Dataset items
+ + + + + + +
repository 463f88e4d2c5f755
//! Frame-cycling sprite animation.
//!
//! The core never touches images; it cycles through renderer-defined frame
//! ids on a timer and reports which one is active.

/// A looping sequence of sprite frame ids advanced on a fixed cadence.
///
/// Each dynamic body owns its own instances, so multiple bodies animate out
/// of phase.
#[derive(Debug, Clone)]
pub struct FrameAnimation {
    frames: Vec<u32>,
    current: usize,
    elapsed: f32,
    frame_duration: f32,
}

impl FrameAnimation {
    /// Create an animation over the given frame ids.
    /// Panics on an empty frame list or non-positive frame duration.
    pub fn new(frames: Vec<u32>, frame_duration: f32) -> Self {
        assert!(!frames.is_empty(), "animation needs at least one frame");
        assert!(
            frame_duration > 0.0,
            "frame duration must be positive: {frame_duration}"
        );
        Self {
            frames,
            current: 0,
            elapsed: 0.0,
            frame_duration,
        }
    }

    /// Rewind to frame 0. Called whenever movement stops or reverses so the
    /// cycle restarts cleanly instead of resuming mid-stride.
    pub fn reset(&mut self) {
        self.current = 0;
        self.elapsed = 0.0;
    }

    /// Advance by `dt` seconds. Returns true if the frame changed.
    ///
    /// At most one frame advances per call even for a large `dt`; there is
    /// no catch-up loop. Under heavy frame-time spikes the animation lags
    /// rather than skipping frames; accepted behavior, not a bug.
    pub fn advance(&mut self, dt: f32) -> bool {
        debug_assert!(dt >= 0.0, "negative animation delta");
        self.elapsed += dt;
        if self.elapsed >= self.frame_duration {
            self.elapsed = 0.0;
            self.current = (self.current + 1) % self.frames.len();
            return true;
        }
        false
    }

    /// The active frame id.
    pub fn frame_id(&self) -> u32 {
        self.frames[self.current]
    }

    /// The resting frame, shown when a grounded body is not moving.
    pub fn idle_frame_id(&self) -> u32 {
        self.frames[0]
    }

    pub fn frame_count(&self) -> usize {
        self.frames.len()
    }
}
pub mod collision;
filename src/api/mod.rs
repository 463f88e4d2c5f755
pub mod types;
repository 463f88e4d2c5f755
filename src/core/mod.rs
pub mod level;
pub mod rect;
pub mod time;
pub mod world;
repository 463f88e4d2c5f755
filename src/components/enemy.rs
//! Auto-walk body specialization.
//!
//! Enemies have no horizontal input: they walk in their facing direction at
//! a fixed speed, and only a wall bump (via collision resolution) ever
//! flips them around.

use crate::components::animation::FrameAnimation;
use crate::components::body::{Body, Facing};
use crate::core::rect::Rect;

/// Default patrol speed in pixels/second.
pub const ENEMY_WALK_SPEED: f32 = 100.0;

/// Frame-id table for the enemy's walk cycles.
#[derive(Debug, Clone)]
pub struct EnemySprites {
    pub walk_right: Vec<u32>,
    pub walk_left: Vec<u32>,
    pub walk_frame_duration: f32,
}

impl Default for EnemySprites {
    fn default() -> Self {
        Self {
            walk_right: vec![10, 11],
            walk_left: vec![12, 13],
            walk_frame_duration: 0.15,
        }
    }
}

#[derive(Debug, Clone)]
pub struct Enemy {
    pub body: Body,
    pub walk_speed: f32,
    /// Terminal: a dead enemy never updates, draws or collides again.
    pub dead: bool,
    walk_right: FrameAnimation,
    walk_left: FrameAnimation,
}

impl Enemy {
    pub fn new(rect: Rect, walk_speed: f32, sprites: EnemySprites) -> Self {
        let mut body = Body::new(rect);
        body.facing = Facing::Left;
        Self {
            body,
            walk_speed,
            dead: false,
            walk_right: FrameAnimation::new(sprites.walk_right, sprites.walk_frame_duration),
            walk_left: FrameAnimation::new(sprites.walk_left, sprites.walk_frame_duration),
        }
    }

    /// Auto-walk one frame: velocity from facing alone, then integrate.
    pub fn update(&mut self, dt: f32) {
        if self.dead {
            return;
        }
        match self.body.facing {
            Facing::Left => {
                self.body.vel.x = -self.walk_speed;
                self.walk_right.reset();
                self.walk_left.advance(dt);
            }
            Facing::Right => {
                self.body.vel.x = self.walk_speed;
                self.walk_left.reset();
                self.walk_right.advance(dt);
            }
        }
        self.body.integrate(dt);
    }

    /// Flip facing. Invoked only by collision resolution on a wall bump,
    /// never by a timer or AI decision.
    pub fn turn(&mut self) {
        self.body.facing = self.body.facing.flipped();
    }

    /// Terminal kill. Velocity sign on the next frame follows from facing,
    /// so nothing else needs clearing.
    pub fn kill(&mut self) {
        self.dead = true;
    }

    pub fn bounding_box(&self) -> Rect {
        self.body.rect
    }

    pub fn frame_id(&self) -> u32 {
        match self.body.facing {
            Facing::Left => self.walk_left.frame_id(),
            Facing::Right => self.walk_right.frame_id(),
        }
    }
}

#[cfg(test)]
mod tests {
    use super::*;

    const DT: f32 = 1.0 / 60.0;

    fn enemy() -> Enemy {
        Enemy::new(
            Rect::new(100.0, 0.0, 32.0, 32.0),
            ENEMY_WALK_SPEED,
            EnemySprites::default(),
        )
    }

    #[test]
    fn walks_in_facing_direction() {
        let mut e = enemy();
        e.update(DT);
        assert_eq!(e.body.vel.x, -ENEMY_WALK_SPEED);

        e.turn();
        e.update(DT);
        assert_eq!(e.body.vel.x, ENEMY_WALK_SPEED);
    }

    #[test]
    fn turn_flips_facing_only() {
        let mut e = enemy();
        assert_eq!(e.body.facing, Facing::Left);
        e.turn();
        assert_eq!(e.body.facing, Facing::Right);
        e.turn();
        assert_eq!(e.body.facing, Facing::Left);
    }

    #[test]
    fn dead_enemy_stops_updating() {
        let mut e = enemy();
        e.kill();
        let before = e.body.rect;
        let vel_before = e.body.vel;
        e.update(DT);
        assert_eq!(e.body.rect, before);
        assert_eq!(e.body.vel, vel_before);
        assert!(e.dead);
    }

    #[test]
    fn walk_animation_follows_facing() {
        let sprites = EnemySprites::default();
        let mut e = enemy();
        // Advance past one frame duration while walking left.
        for _ in 0..12 {
            e.update(DT);
        }
        assert_eq!(e.frame_id(), sprites.walk_left[1]);

        // Turning restarts the opposite cycle from its first frame.
        e.turn();
        e.update(DT);
        assert_eq!(e.frame_id(), sprites.walk_right[0]);
    }
}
+ + + + + + +
• WHAT YOU WILL DO:
Every entry is to be restated exactly, with no line dropped.

• RESPONSE:
repository 463f88e4d2c5f755
//! Frame-cycling sprite animation.
//!
//! The core never touches images; it cycles through renderer-defined frame
//! ids on a timer and reports which one is active.

/// A looping sequence of sprite frame ids advanced on a fixed cadence.
///
/// Each dynamic body owns its own instances, so multiple bodies animate out
/// of phase.
#[derive(Debug, Clone)]
pub struct FrameAnimation {
    frames: Vec<u32>,
    current: usize,
    elapsed: f32,
    frame_duration: f32,
}

impl FrameAnimation {
    /// Create an animation over the given frame ids.
    /// Panics on an empty frame list or non-positive frame duration.
    pub fn new(frames: Vec<u32>, frame_duration: f32) -> Self {
        assert!(!frames.is_empty(), "animation needs at least one frame");
        assert!(
            frame_duration > 0.0,
            "frame duration must be positive: {frame_duration}"
        );
        Self {
            frames,
            current: 0,
            elapsed: 0.0,
            frame_duration,
        }
    }

    /// Rewind to frame 0. Called whenever movement stops or reverses so the
    /// cycle restarts cleanly instead of resuming mid-stride.
    pub fn reset(&mut self) {
        self.current = 0;
        self.elapsed = 0.0;
    }

    /// Advance by `dt` seconds. Returns true if the frame changed.
    ///
    /// At most one frame advances per call even for a large `dt`; there is
    /// no catch-up loop. Under heavy frame-time spikes the animation lags
    /// rather than skipping frames; accepted behavior, not a bug.
    pub fn advance(&mut self, dt: f32) -> bool {
        debug_assert!(dt >= 0.0, "negative animation delta");
        self.elapsed += dt;
        if self.elapsed >= self.frame_duration {
            self.elapsed = 0.0;
            self.current = (self.current + 1) % self.frames.len();
            return true;
        }
        false
    }

    /// The active frame id.
    pub fn frame_id(&self) -> u32 {
        self.frames[self.current]
    }

    /// The resting frame, shown when a grounded body is not moving.
    pub fn idle_frame_id(&self) -> u32 {
        self.frames[0]
    }

    pub fn frame_count(&self) -> usize {
        self.frames.len()
    }
}
pub mod collision;
filename src/api/mod.rs
repository 463f88e4d2c5f755
pub mod types;
repository 463f88e4d2c5f755
filename src/core/mod.rs
pub mod level;
pub mod rect;
pub mod time;
pub mod world;
repository 463f88e4d2c5f755
filename src/components/enemy.rs
//! Auto-walk body specialization.
//!
//! Enemies have no horizontal input: they walk in their facing direction at
//! a fixed speed, and only a wall bump (via collision resolution) ever
//! flips them around.

use crate::components::animation::FrameAnimation;
use crate::components::body::{Body, Facing};
use crate::core::rect::Rect;

/// Default patrol speed in pixels/second.
pub const ENEMY_WALK_SPEED: f32 = 100.0;

/// Frame-id table for the enemy's walk cycles.
#[derive(Debug, Clone)]
pub struct EnemySprites {
    pub walk_right: Vec<u32>,
    pub walk_left: Vec<u32>,
    pub walk_frame_duration: f32,
}

impl Default for EnemySprites {
    fn default() -> Self {
        Self {
            walk_right: vec![10, 11],
            walk_left: vec![12, 13],
            walk_frame_duration: 0.15,
        }
    }
}

#[derive(Debug, Clone)]
pub struct Enemy {
    pub body: Body,
    pub walk_speed: f32,
    /// Terminal: a dead enemy never updates, draws or collides again.
    pub dead: bool,
    walk_right: FrameAnimation,
    walk_left: FrameAnimation,
}

impl Enemy {
    pub fn new(rect: Rect, walk_speed: f32, sprites: EnemySprites) -> Self {
        let mut body = Body::new(rect);
        body.facing = Facing::Left;
        Self {
            body,
            walk_speed,
            dead: false,
            walk_right: FrameAnimation::new(sprites.walk_right, sprites.walk_frame_duration),
            walk_left: FrameAnimation::new(sprites.walk_left, sprites.walk_frame_duration),
        }
    }

    /// Auto-walk one frame: velocity from facing alone, then integrate.
    pub fn update(&mut self, dt: f32) {
        if self.dead {
            return;
        }
        match self.body.facing {
            Facing::Left => {
                self.body.vel.x = -self.walk_speed;
                self.walk_right.reset();
                self.walk_left.advance(dt);
            }
            Facing::Right => {
                self.body.vel.x = self.walk_speed;
                self.walk_left.reset();
                self.walk_right.advance(dt);
            }
        }
        self.body.integrate(dt);
    }

    /// Flip facing. Invoked only by collision resolution on a wall bump,
    /// never by a timer or AI decision.
    pub fn turn(&mut self) {
        self.body.facing = self.body.facing.flipped();
    }

    /// Terminal kill. Velocity sign on the next frame follows from facing,
    /// so nothing else needs clearing.
    pub fn kill(&mut self) {
        self.dead = true;
    }

    pub fn bounding_box(&self) -> Rect {
        self.body.rect
    }

    pub fn frame_id(&self) -> u32 {
        match self.body.facing {
            Facing::Left => self.walk_left.frame_id(),
            Facing::Right => self.walk_right.frame_id(),
        }
    }
}

#[cfg(test)]
mod tests {
    use super::*;

    const DT: f32 = 1.0 / 60.0;

    fn enemy() -> Enemy {
        Enemy::new(
            Rect::new(100.0, 0.0, 32.0, 32.0),
            ENEMY_WALK_SPEED,
            EnemySprites::default(),
        )
    }

    #[test]
    fn walks_in_facing_direction() {
        let mut e = enemy();
        e.update(DT);
        assert_eq!(e.body.vel.x, -ENEMY_WALK_SPEED);

        e.turn();
        e.update(DT);
        assert_eq!(e.body.vel.x, ENEMY_WALK_SPEED);
    }

    #[test]
    fn turn_flips_facing_only() {
        let mut e = enemy();
        assert_eq!(e.body.facing, Facing::Left);
        e.turn();
        assert_eq!(e.body.facing, Facing::Right);
        e.turn();
        assert_eq!(e.body.facing, Facing::Left);
    }

    #[test]
    fn dead_enemy_stops_updating() {
        let mut e = enemy();
        e.kill();
        let before = e.body.rect;
        let vel_before = e.body.vel;
        e.update(DT);
        assert_eq!(e.body.rect, before);
        assert_eq!(e.body.vel, vel_before);
        assert!(e.dead);
    }

    #[test]
    fn walk_animation_follows_facing() {
        let sprites = EnemySprites::default();
        let mut e = enemy();
        // Advance past one frame duration while walking left.
        for _ in 0..12 {
            e.update(DT);
        }
        assert_eq!(e.frame_id(), sprites.walk_left[1]);

        // Turning restarts the opposite cycle from its first frame.
        e.turn();
        e.update(DT);
        assert_eq!(e.frame_id(), sprites.walk_right[0]);
    }
}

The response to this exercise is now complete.